Dataset entries
*** Block opens ***

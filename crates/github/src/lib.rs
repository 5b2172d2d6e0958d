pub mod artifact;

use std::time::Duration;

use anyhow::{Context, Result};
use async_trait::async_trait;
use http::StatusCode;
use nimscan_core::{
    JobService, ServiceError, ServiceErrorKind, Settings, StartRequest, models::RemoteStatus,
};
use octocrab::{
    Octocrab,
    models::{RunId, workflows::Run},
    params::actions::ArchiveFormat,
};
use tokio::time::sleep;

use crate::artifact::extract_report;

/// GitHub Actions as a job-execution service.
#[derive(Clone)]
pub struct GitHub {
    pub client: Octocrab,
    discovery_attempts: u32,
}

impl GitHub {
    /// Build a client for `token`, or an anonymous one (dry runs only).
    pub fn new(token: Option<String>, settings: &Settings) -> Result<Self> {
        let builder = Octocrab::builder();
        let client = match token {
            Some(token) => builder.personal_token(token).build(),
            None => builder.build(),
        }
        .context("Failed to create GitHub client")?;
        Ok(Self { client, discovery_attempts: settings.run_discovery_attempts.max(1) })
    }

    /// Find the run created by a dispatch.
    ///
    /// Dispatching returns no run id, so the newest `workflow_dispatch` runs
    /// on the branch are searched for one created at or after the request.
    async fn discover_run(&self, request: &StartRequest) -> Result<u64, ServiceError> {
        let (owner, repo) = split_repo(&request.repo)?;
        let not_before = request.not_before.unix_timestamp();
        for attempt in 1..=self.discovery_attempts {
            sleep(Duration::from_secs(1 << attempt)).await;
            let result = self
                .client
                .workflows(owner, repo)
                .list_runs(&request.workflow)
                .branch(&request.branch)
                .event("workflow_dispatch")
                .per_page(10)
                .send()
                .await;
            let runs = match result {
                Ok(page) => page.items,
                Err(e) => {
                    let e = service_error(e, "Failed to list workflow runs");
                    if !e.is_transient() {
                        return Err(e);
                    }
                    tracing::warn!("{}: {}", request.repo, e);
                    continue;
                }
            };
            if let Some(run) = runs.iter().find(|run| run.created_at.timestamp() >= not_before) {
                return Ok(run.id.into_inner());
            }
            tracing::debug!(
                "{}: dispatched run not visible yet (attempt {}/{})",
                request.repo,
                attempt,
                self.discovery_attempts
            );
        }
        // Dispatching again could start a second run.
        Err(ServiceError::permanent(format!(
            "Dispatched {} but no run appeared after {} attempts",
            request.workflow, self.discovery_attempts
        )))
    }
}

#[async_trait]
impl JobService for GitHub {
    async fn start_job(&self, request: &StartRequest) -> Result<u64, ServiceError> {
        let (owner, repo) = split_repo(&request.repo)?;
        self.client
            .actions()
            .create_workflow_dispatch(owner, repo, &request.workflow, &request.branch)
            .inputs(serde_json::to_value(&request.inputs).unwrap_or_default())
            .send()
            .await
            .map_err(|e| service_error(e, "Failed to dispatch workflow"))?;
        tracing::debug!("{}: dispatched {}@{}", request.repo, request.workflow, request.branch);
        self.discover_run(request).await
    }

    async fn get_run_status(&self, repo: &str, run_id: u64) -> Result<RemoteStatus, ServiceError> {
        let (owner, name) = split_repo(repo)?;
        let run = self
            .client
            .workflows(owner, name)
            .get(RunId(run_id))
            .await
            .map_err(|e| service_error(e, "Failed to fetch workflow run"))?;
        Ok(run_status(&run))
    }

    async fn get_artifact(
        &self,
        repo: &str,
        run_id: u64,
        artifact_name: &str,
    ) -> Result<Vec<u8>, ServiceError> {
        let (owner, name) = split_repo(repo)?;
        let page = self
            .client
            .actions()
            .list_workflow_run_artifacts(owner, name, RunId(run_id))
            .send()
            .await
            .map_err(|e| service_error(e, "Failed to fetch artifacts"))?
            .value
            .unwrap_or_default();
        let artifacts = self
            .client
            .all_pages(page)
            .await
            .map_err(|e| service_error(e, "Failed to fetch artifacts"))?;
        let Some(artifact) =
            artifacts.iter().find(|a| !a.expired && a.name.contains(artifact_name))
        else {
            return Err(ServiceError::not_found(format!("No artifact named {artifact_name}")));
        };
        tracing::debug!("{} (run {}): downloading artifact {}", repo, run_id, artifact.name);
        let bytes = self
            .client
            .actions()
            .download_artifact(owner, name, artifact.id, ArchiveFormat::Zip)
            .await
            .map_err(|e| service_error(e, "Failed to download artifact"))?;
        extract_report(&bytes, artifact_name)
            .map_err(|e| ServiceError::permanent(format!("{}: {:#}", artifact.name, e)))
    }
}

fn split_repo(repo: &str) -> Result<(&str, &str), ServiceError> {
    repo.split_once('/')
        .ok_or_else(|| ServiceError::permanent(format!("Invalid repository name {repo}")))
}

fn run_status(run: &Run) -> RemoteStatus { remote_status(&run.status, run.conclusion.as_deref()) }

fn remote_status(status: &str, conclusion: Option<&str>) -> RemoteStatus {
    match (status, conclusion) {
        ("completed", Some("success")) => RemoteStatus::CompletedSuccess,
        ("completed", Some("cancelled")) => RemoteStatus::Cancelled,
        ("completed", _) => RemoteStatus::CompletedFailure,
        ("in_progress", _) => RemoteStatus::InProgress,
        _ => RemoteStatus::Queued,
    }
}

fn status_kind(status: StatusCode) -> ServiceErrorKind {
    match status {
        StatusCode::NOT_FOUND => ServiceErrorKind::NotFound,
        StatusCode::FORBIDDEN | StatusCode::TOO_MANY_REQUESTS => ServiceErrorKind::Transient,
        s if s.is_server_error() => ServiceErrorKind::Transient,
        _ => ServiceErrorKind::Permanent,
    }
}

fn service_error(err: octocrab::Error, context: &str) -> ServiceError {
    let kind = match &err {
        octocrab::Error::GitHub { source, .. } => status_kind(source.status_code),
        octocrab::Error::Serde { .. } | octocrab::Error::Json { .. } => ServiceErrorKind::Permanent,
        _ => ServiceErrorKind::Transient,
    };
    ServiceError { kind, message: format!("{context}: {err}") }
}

*** Block closes ***

[Work instruction] The answer consists of the line holding "fn status_kind(status: StatusCode)" and every line after it up to the end of the records, word for word.

[Answer to this problem]
fn status_kind(status: StatusCode) -> ServiceErrorKind {
    match status {
        StatusCode::NOT_FOUND => ServiceErrorKind::NotFound,
        StatusCode::FORBIDDEN | StatusCode::TOO_MANY_REQUESTS => ServiceErrorKind::Transient,
        s if s.is_server_error() => ServiceErrorKind::Transient,
        _ => ServiceErrorKind::Permanent,
    }
}

fn service_error(err: octocrab::Error, context: &str) -> ServiceError {
    let kind = match &err {
        octocrab::Error::GitHub { source, .. } => status_kind(source.status_code),
        octocrab::Error::Serde { .. } | octocrab::Error::Json { .. } => ServiceErrorKind::Permanent,
        _ => ServiceErrorKind::Transient,
    };
    ServiceError { kind, message: format!("{context}: {err}") }
}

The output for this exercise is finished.